I downloaded metasv from anaconda by using the command below:
conda install -c bioconda metasv
The version of metasv:
[ksux 18:11:36 ksux_SVE]$ run_metasv.py --version
run_metasv.py 0.5.4
I performed the run_metasv.py on the example files without any issue, so I moved to my own data. The running time of metasv on our HPC is over 5 days now. Here I listed my bash command.
#!/bin/bash
#SBATCH --qos=long
#SBATCH --time=7-00:00:00
#SBATCH --nodes=1
#SBATCH --ntasks-per-node=20
#SBATCH --mem=64G
module load anaconda/2.5.0 bedtools/2.27.1
module load gcc/4.8.2
module load cmake/3.0.2 ROOT/5.34.36
export CONDA_ENVS_PATH=/lustre/project/ksux_SVE
unset PYTHONPATH
source activate SVE
metaSV_ref=Homo_sapiens_assembly38.fasta
breakdancer_our=/data/BreakDancer_out/Subject_ID.sv.tbl
cnvnator_call=/data/CNVnator_out/Subject_ID.cnv.xls
pindel_out=/data/pindel_out/Sample_dir/Subject_ID/*
sample_idSubject_ID_tbl
alignments_bam=/data/Subject_ID.bam
spades_exe=/ksux_SVE/SVE/bin/spades.py
age_align_exe=/ksux_SVE/SVE/bin/age_align
threads=20
work=/data/metaSV_work2
OUTDIR=/data/metaSV_out2
insert_size_mean=260.04
insert_size_sd=56.34
metaSV_svs_to_assemble={'DEL','INS','INV','DUP'}
run_metasv.py --reference $metaSV_ref
--breakdancer_native $breakdancer_our
--cnvnator_native $cnvnator_call
--pindel_native $pindel_out
--sample $sample_id
--bam $alignments_bam
--spades $spades_exe
--age $age_align_exe
--num_threads $threads
--workdir $work
--outdir $OUTDIR
--isize_mean $insert_size_mean
--isize_sd $insert_size_sd
I didn't find any issues in the log file so far but the running time is over than I expected.
Last, thanks for reading this post.
Update: The author suggested to turn off the assemble function in the metasv program, and the running time was reduced to ~10 minutes for a subject.
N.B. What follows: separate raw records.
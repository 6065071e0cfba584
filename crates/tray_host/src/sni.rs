//! The StatusNotifierItem side of the tray: talking to the StatusNotifierWatcher, and following
//! individual items.

use futures::StreamExt;

use crate::{dbus, error::*, EventSender, SourceKind, Subscription, TrayEvent, TrayKey, TraySource};

/// Object path items are expected at when they only registered a bus name.
pub const ITEM_OBJECT: &str = "/StatusNotifierItem";

/// Register this connection as a StatusNotifierHost.
///
/// Returns the well-known name that was claimed, together with a proxy to the watcher.
pub async fn register_host(con: &zbus::Connection) -> Result<(String, dbus::StatusNotifierWatcherProxy<'static>)> {
    // From <https://www.freedesktop.org/wiki/Specifications/StatusNotifierItem/StatusNotifierHost/>:
    //
    // Instances of this service are registered on the Dbus session bus, under a name on the
    // form org.freedesktop.StatusNotifierHost-id where id is an unique identifier, that keeps
    // the names unique on the bus, such as the process-id of the application or another type
    // of identifier if more that one StatusNotifierHost is registered by the same process.
    //
    // The watcher we talk to is the KDE one, so the name follows its namespace.
    let pid = std::process::id();
    let mut i = 0;
    let wellknown_name = loop {
        let wellknown_name = format!("org.kde.StatusNotifierHost-{}-{}", pid, i);
        let flags = [zbus::fdo::RequestNameFlags::DoNotQueue];

        use zbus::fdo::RequestNameReply::*;
        match con.request_name_with_flags(wellknown_name.as_str(), flags.into_iter().collect()).await? {
            PrimaryOwner => break wellknown_name,
            Exists | AlreadyOwner => {}
            InQueue => {
                return Err(zbus::Error::Failure(format!("Queued for {} even though DoNotQueue was given", wellknown_name)).into())
            }
        };

        i += 1;
    };

    // properties are read on every pass, a stale cache would defeat the reconciliation
    let snw = dbus::StatusNotifierWatcherProxy::builder(con).cache_properties(zbus::CacheProperties::No).build().await?;
    snw.register_status_notifier_host(&wellknown_name).await?;
    log::info!("Registered as StatusNotifierHost {}", wellknown_name);

    Ok((wellknown_name, snw))
}

/// The StatusNotifierItems registered with the watcher.
#[derive(Clone)]
pub struct SniSource {
    snw: dbus::StatusNotifierWatcherProxy<'static>,
}

impl SniSource {
    pub fn new(snw: dbus::StatusNotifierWatcherProxy<'static>) -> Self {
        Self { snw }
    }

    /// Post a [`TrayEvent::SniItemsChanged`] whenever an item comes or goes. Runs until the
    /// watcher's signal streams end or nobody listens for events anymore.
    pub async fn forward_changes(&self, events: EventSender) -> Result<()> {
        let new_items = self.snw.receive_status_notifier_item_registered().await?;
        let gone_items = self.snw.receive_status_notifier_item_unregistered().await?;

        let mut changes = futures::stream::select(new_items.map(|_| ()), gone_items.map(|_| ()));
        while changes.next().await.is_some() {
            if events.send(TrayEvent::SniItemsChanged).is_err() {
                break;
            }
        }
        Ok(())
    }
}

impl TraySource for SniSource {
    fn kind(&self) -> SourceKind {
        SourceKind::StatusNotifierItem
    }

    async fn list_current(&self) -> Result<Vec<TrayKey>> {
        let items = self.snw.registered_status_notifier_items().await?;
        Ok(items.into_iter().map(TrayKey::StatusNotifierItem).collect())
    }
}

/// Split an address as listed by the watcher into bus name and object path.
///
/// The format is `{bus}{object_path}` (e.g. `:1.50/org/ayatana/NotificationItem/nm_applet`),
/// which is what the [RegisteredStatusNotifierItems property][rsni] contains. Items that only
/// registered a bus name live at [`ITEM_OBJECT`].
///
/// [rsni]: https://freedesktop.org/wiki/Specifications/StatusNotifierItem/StatusNotifierWatcher/#registeredstatusnotifieritems
pub fn split_service_address(service: &str) -> Result<(String, String)> {
    match service.split_once('/') {
        Some(("", _)) => Err(Error::DbusAddressError(service.to_owned())),
        Some((addr, path)) => Ok((addr.to_owned(), format!("/{}", path))),
        None if service.is_empty() => Err(Error::DbusAddressError(service.to_owned())),
        None => Ok((service.to_owned(), ITEM_OBJECT.to_owned())),
    }
}

/// Build a proxy for the item at `service`.
pub async fn item_proxy(con: &zbus::Connection, service: &str) -> Result<dbus::StatusNotifierItemProxy<'static>> {
    let (addr, path) = split_service_address(service)?;
    Ok(dbus::StatusNotifierItemProxy::builder(con).destination(addr)?.path(path)?.build().await?)
}

/// Follow the icon of the item behind `key`, posting [`TrayEvent::ItemIconChanged`] for every
/// change. Returns `None` for keys that aren't StatusNotifierItems.
pub fn subscribe_item_icon(con: &zbus::Connection, key: &TrayKey, events: &EventSender) -> Option<Subscription> {
    let service = key.service_path()?.to_owned();
    let con = con.clone();
    let key = key.clone();
    let events = events.clone();

    let task = tokio::spawn(async move {
        if let Err(e) = forward_item_icon(&con, &service, &key, events).await {
            log::warn!("Stopped following the icon of {}: {}", key, e);
        }
    });
    Some(Subscription::new(task))
}

async fn forward_item_icon(con: &zbus::Connection, service: &str, key: &TrayKey, events: EventSender) -> Result<()> {
    let sni = item_proxy(con, service).await?;
    let mut icon_updates = futures::stream::select(
        sni.receive_new_icon().await?.map(|_| ()),
        sni.receive_new_attention_icon().await?.map(|_| ()),
    );
    while icon_updates.next().await.is_some() {
        if events.send(TrayEvent::ItemIconChanged(key.clone())).is_err() {
            break;
        }
    }
    Ok(())
}

#[cfg(test)]
mod tests {
    use super::*;
    use pretty_assertions::assert_eq;

    #[test]
    fn test_split_service_address() {
        assert_eq!(
            (":1.50".to_string(), "/org/ayatana/NotificationItem/nm_applet".to_string()),
            split_service_address(":1.50/org/ayatana/NotificationItem/nm_applet").unwrap()
        );
        assert_eq!((":1.7".to_string(), ITEM_OBJECT.to_string()), split_service_address(":1.7").unwrap());
        assert_eq!(
            ("org.kde.StatusNotifierItem-42-1".to_string(), ITEM_OBJECT.to_string()),
            split_service_address("org.kde.StatusNotifierItem-42-1").unwrap()
        );
    }

    #[test]
    fn test_split_service_address_rejects_pathless_or_busless() {
        assert!(matches!(split_service_address("/org/a/Item"), Err(Error::DbusAddressError(_))));
        assert!(matches!(split_service_address(""), Err(Error::DbusAddressError(_))));
    }
}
If you want to use the assemble function, that can take quite some time depending on the data. In my case, I have 2x 350bp reads (21x) for my bam file, and the overall computational time will be over 7 days. I like to keep it running, but our server allows the maximum computational time in one week only.
Out of curiosity, which platform generates PE 350bp reads? Even the MiSeq is capped at 2x300.